Mechanisms of microthrombosis and microcirculatory constriction after experimental subarachnoid hemorrhage.

Microcirculatory dysfunction may contribute to delayed cerebral ischemia after subarachnoid hemorrhage (SAH). This study investigated structural changes in microvessels and their relationship to brain injury after SAH. We used 15 mice (n = 5 for each group) to create sham, saline-injected (100 μl 0.9% NaCl) or SAH (100 μl autologous blood) model by injection into the prechiasmatic cistern. We sacrificed mice 2 days after surgery and examined the brains using scanning electron microscopy (SEM), transmission electron microscopy (TEM), and immunohistochemical staining of fibrinogen. We assessed neuronal apoptosis by terminal deoxynucleotidyl transferase dUTP (deoxyuridine triphosphate) nick end labeling (TUNEL). Nitric oxide (NO) was measured with 4,5-diaminofluorescein-2-diacetate.
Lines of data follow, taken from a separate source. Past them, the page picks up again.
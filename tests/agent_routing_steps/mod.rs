//! Step definitions for agent routing scenarios.

mod given;
mod then;
mod when;
pub mod world;
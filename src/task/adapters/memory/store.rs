//! Thread-safe in-memory implementation of every store port.

use async_trait::async_trait;
use std::collections::HashMap;
use std::sync::{Arc, RwLock, RwLockReadGuard, RwLockWriteGuard};

use crate::task::{
    domain::{
        Activity, Event, EventId, EventWatcher, NewActivity, ProviderEventKey, SequenceNumber,
        Task, TaskId, TaskStatus, WorkspaceId,
    },
    ports::{
        ActivityRepository, EventRepository, EventWatcherRepository, StoreError, StoreResult,
        TaskRepository,
    },
};

/// Thread-safe in-memory task store.
///
/// Writes are serialized by one lock, so activity sequence numbers are
/// assigned atomically with their insert.
#[derive(Debug, Clone, Default)]
pub struct InMemoryTaskStore {
    state: Arc<RwLock<InMemoryStoreState>>,
}

#[derive(Debug, Default)]
struct InMemoryStoreState {
    tasks: HashMap<TaskId, Task>,
    events: HashMap<EventId, Event>,
    provider_keys: HashMap<ProviderEventKey, EventId>,
    watchers: Vec<EventWatcher>,
    activities: HashMap<TaskId, Vec<Activity>>,
}

impl InMemoryTaskStore {
    /// Creates an empty store.
    #[must_use]
    pub fn new() -> Self {
        Self::default()
    }

    fn read(&self) -> StoreResult<RwLockReadGuard<'_, InMemoryStoreState>> {
        self.state
            .read()
            .map_err(|err| StoreError::persistence(std::io::Error::other(err.to_string())))
    }

    fn write(&self) -> StoreResult<RwLockWriteGuard<'_, InMemoryStoreState>> {
        self.state
            .write()
            .map_err(|err| StoreError::persistence(std::io::Error::other(err.to_string())))
    }
}

#[async_trait]
impl TaskRepository for InMemoryTaskStore {
    async fn store_task(&self, task: &Task) -> StoreResult<()> {
        let mut state = self.write()?;
        if state.tasks.contains_key(&task.id()) {
            return Err(StoreError::DuplicateTask(task.id()));
        }
        state.tasks.insert(task.id(), task.clone());
        Ok(())
    }

    async fn update_task(&self, task: &Task) -> StoreResult<()> {
        let mut state = self.write()?;
        let slot = state
            .tasks
            .get_mut(&task.id())
            .ok_or(StoreError::TaskNotFound(task.id()))?;
        *slot = task.clone();
        Ok(())
    }

    async fn find_task(&self, id: TaskId) -> StoreResult<Option<Task>> {
        let state = self.read()?;
        Ok(state.tasks.get(&id).cloned())
    }

    async fn find_recent_tasks(
        &self,
        workspace_id: &WorkspaceId,
        provider_name: Option<&str>,
        limit: usize,
    ) -> StoreResult<Vec<Task>> {
        let state = self.read()?;
        let mut matching: Vec<Task> = state
            .tasks
            .values()
            .filter(|task| task.workspace_id() == workspace_id)
            .filter(|task| task.status() != TaskStatus::Archived)
            .filter(|task| provider_name.is_none_or(|name| task.provider_name() == Some(name)))
            .cloned()
            .collect();
        matching.sort_by(|left, right| {
            right
                .created_at()
                .cmp(&left.created_at())
                .then_with(|| left.id().cmp(&right.id()))
        });
        matching.truncate(limit);
        Ok(matching)
    }
}

#[async_trait]
impl EventRepository for InMemoryTaskStore {
    async fn store_event(&self, event: &Event) -> StoreResult<()> {
        let mut state = self.write()?;
        if state.events.contains_key(&event.id()) {
            return Err(StoreError::DuplicateEvent(event.id()));
        }
        let keys = event.provider_keys();
        if let Some(existing) = keys.iter().find_map(|key| state.provider_keys.get(key)) {
            return Err(StoreError::DuplicateProviderEvent {
                existing: *existing,
            });
        }
        for key in keys {
            state.provider_keys.insert(key, event.id());
        }
        state.events.insert(event.id(), event.clone());
        Ok(())
    }

    async fn update_event(&self, event: &Event) -> StoreResult<()> {
        let mut state = self.write()?;
        let slot = state
            .events
            .get_mut(&event.id())
            .ok_or(StoreError::EventNotFound(event.id()))?;
        *slot = event.clone();
        Ok(())
    }

    async fn find_event(&self, id: EventId) -> StoreResult<Option<Event>> {
        let state = self.read()?;
        Ok(state.events.get(&id).cloned())
    }
}

#[async_trait]
impl EventWatcherRepository for InMemoryTaskStore {
    async fn store_watcher(&self, watcher: &EventWatcher) -> StoreResult<()> {
        let mut state = self.write()?;
        if !state.tasks.contains_key(&watcher.task_id()) {
            return Err(StoreError::TaskNotFound(watcher.task_id()));
        }
        state.watchers.push(watcher.clone());
        Ok(())
    }

    async fn find_watcher_candidates(
        &self,
        workspace_id: &WorkspaceId,
        provider_name: &str,
        event_type: &str,
    ) -> StoreResult<Vec<EventWatcher>> {
        let state = self.read()?;
        Ok(state
            .watchers
            .iter()
            .filter(|watcher| {
                watcher.workspace_id() == workspace_id
                    && watcher.provider_name() == provider_name
                    && watcher.event_type() == event_type
            })
            .cloned()
            .collect())
    }

    async fn find_watchers_for_task(&self, task_id: TaskId) -> StoreResult<Vec<EventWatcher>> {
        let state = self.read()?;
        Ok(state
            .watchers
            .iter()
            .filter(|watcher| watcher.task_id() == task_id)
            .cloned()
            .collect())
    }

    async fn delete_watchers_for_task(&self, task_id: TaskId) -> StoreResult<usize> {
        let mut state = self.write()?;
        let before = state.watchers.len();
        state.watchers.retain(|watcher| watcher.task_id() != task_id);
        Ok(before.saturating_sub(state.watchers.len()))
    }
}

#[async_trait]
impl ActivityRepository for InMemoryTaskStore {
    async fn append_activity(
        &self,
        task_id: TaskId,
        activity: NewActivity,
    ) -> StoreResult<Activity> {
        let mut state = self.write()?;
        if !state.tasks.contains_key(&task_id) {
            return Err(StoreError::TaskNotFound(task_id));
        }
        let log = state.activities.entry(task_id).or_default();
        let sequence_number = log
            .last()
            .map_or(SequenceNumber::FIRST, |latest| latest.sequence_number().next());
        let stored = Activity::sequenced(activity, task_id, sequence_number);
        log.push(stored.clone());
        Ok(stored)
    }

    async fn list_activities(&self, task_id: TaskId) -> StoreResult<Vec<Activity>> {
        let state = self.read()?;
        Ok(state.activities.get(&task_id).cloned().unwrap_or_default())
    }
}
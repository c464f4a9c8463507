//! Tool execution port used after selection.

use crate::task::domain::ToolCall;
use async_trait::async_trait;
use serde_json::Value;
use thiserror::Error;

/// Runs selected tool calls.
#[async_trait]
pub trait ToolExecutor: Send + Sync {
    /// Executes one call and returns its output.
    ///
    /// # Errors
    ///
    /// Returns [`ToolExecutionError`] when the tool is unknown or fails.
    async fn execute(&self, call: &ToolCall) -> Result<Value, ToolExecutionError>;
}

/// Errors raised while executing a tool call.
#[derive(Debug, Clone, Error, PartialEq, Eq)]
pub enum ToolExecutionError {
    /// No tool is exposed under the name.
    #[error("unknown tool: {0}")]
    UnknownTool(String),

    /// The tool ran and failed.
    #[error("tool {tool_name} failed: {message}")]
    Failed {
        /// Tool that failed.
        tool_name: String,
        /// Failure description.
        message: String,
    },
}
//! Language model adapters for classification and tool selection.

mod classifier;
mod openai;
mod prompts;
mod structured;
mod tool_selector;

pub use classifier::LlmTaskClassifier;
pub use openai::OpenAiCompatibleModel;
pub use tool_selector::LlmToolSelector;
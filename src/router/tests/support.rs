//! Small agents and middleware shared by the dispatch tests.

use crate::router::context::AgentContext;
use crate::router::domain::{AgentResult, RouterError};
use crate::router::ports::{Agent, Middleware, ToolHandler};
use crate::router::services::Next;
use async_trait::async_trait;
use serde_json::{Value, json};
use std::sync::{Arc, Mutex};

/// Shared, ordered record of handler activity.
#[derive(Debug, Clone, Default)]
pub struct Trace(Arc<Mutex<Vec<String>>>);

impl Trace {
    pub fn push(&self, entry: impl Into<String>) {
        self.0.lock().expect("trace lock").push(entry.into());
    }

    pub fn entries(&self) -> Vec<String> {
        self.0.lock().expect("trace lock").clone()
    }
}

/// Returns a fixed value and records its label.
pub struct Fixed {
    pub label: &'static str,
    pub trace: Trace,
}

#[async_trait]
impl Agent for Fixed {
    async fn run(&self, _ctx: &mut AgentContext<'_>) -> AgentResult<Value> {
        self.trace.push(self.label);
        Ok(json!({ "handled_by": self.label }))
    }
}

/// Echoes the request parameters and captured path parameters.
pub struct Echo;

#[async_trait]
impl Agent for Echo {
    async fn run(&self, ctx: &mut AgentContext<'_>) -> AgentResult<Value> {
        Ok(json!({
            "params": ctx.params().cloned().unwrap_or(Value::Null),
            "path_params": ctx.path_params(),
            "path": ctx.current_path(),
            "depth": ctx.call_depth(),
        }))
    }
}

/// Calls another agent and returns its output.
pub struct Delegate {
    pub target: &'static str,
}

#[async_trait]
impl Agent for Delegate {
    async fn run(&self, ctx: &mut AgentContext<'_>) -> AgentResult<Value> {
        ctx.call_agent(self.target, Some(json!({ "from": ctx.current_path() })))
            .await
    }
}

/// Calls itself until the router refuses.
pub struct Recursive;

#[async_trait]
impl Agent for Recursive {
    async fn run(&self, ctx: &mut AgentContext<'_>) -> AgentResult<Value> {
        let path = ctx.current_path().to_owned();
        ctx.call_agent(&path, None).await
    }
}

/// Always fails.
pub struct Failing;

#[async_trait]
impl Agent for Failing {
    async fn run(&self, _ctx: &mut AgentContext<'_>) -> AgentResult<Value> {
        Err(RouterError::Handler("boom".to_owned()))
    }
}

/// Records entry and exit around the rest of the chain.
pub struct Around {
    pub label: &'static str,
    pub trace: Trace,
}

#[async_trait]
impl Middleware for Around {
    async fn handle(&self, ctx: &mut AgentContext<'_>, next: Next<'_>) -> AgentResult<Value> {
        self.trace.push(format!("{}:before", self.label));
        let result = next.run(ctx).await;
        self.trace.push(format!("{}:after", self.label));
        result
    }
}

/// Answers without calling the rest of the chain.
pub struct ShortCircuit;

#[async_trait]
impl Middleware for ShortCircuit {
    async fn handle(&self, _ctx: &mut AgentContext<'_>, _next: Next<'_>) -> AgentResult<Value> {
        Ok(json!({ "blocked": true }))
    }
}

/// Stores a value in request state before continuing.
pub struct SetState {
    pub key: &'static str,
    pub value: Value,
}

#[async_trait]
impl Middleware for SetState {
    async fn handle(&self, ctx: &mut AgentContext<'_>, next: Next<'_>) -> AgentResult<Value> {
        ctx.state_mut().insert(self.key.to_owned(), self.value.clone());
        next.run(ctx).await
    }
}

/// Returns the request state.
pub struct ReadState;

#[async_trait]
impl Agent for ReadState {
    async fn run(&self, ctx: &mut AgentContext<'_>) -> AgentResult<Value> {
        Ok(Value::Object(ctx.state().clone()))
    }
}

/// Adds two numbers.
pub struct Add;

#[async_trait]
impl ToolHandler for Add {
    async fn call(&self, _ctx: &mut AgentContext<'_>, params: Value) -> AgentResult<Value> {
        let left = params.get("a").and_then(Value::as_f64).unwrap_or_default();
        let right = params.get("b").and_then(Value::as_f64).unwrap_or_default();
        Ok(json!({ "sum": left + right }))
    }
}

/// Returns its validated parameters.
pub struct EchoTool;

#[async_trait]
impl ToolHandler for EchoTool {
    async fn call(&self, _ctx: &mut AgentContext<'_>, params: Value) -> AgentResult<Value> {
        Ok(params)
    }
}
TEM and SEM demonstrated that mice with SAH had significantly more of them arterioles with lesion characteristics consistent with microthrombi. Microthrombi number correlated with the number of apoptotic neurons and decreased NO in the brain. In conclusion, SAH causes microthrombosis and constriction of arterioles, which correlates with neuronal death and decreased NO. These data suggest NO depletion may contribute to the formation of microthrombosis and arteriolar constriction, which in turn results in neuronal cell death.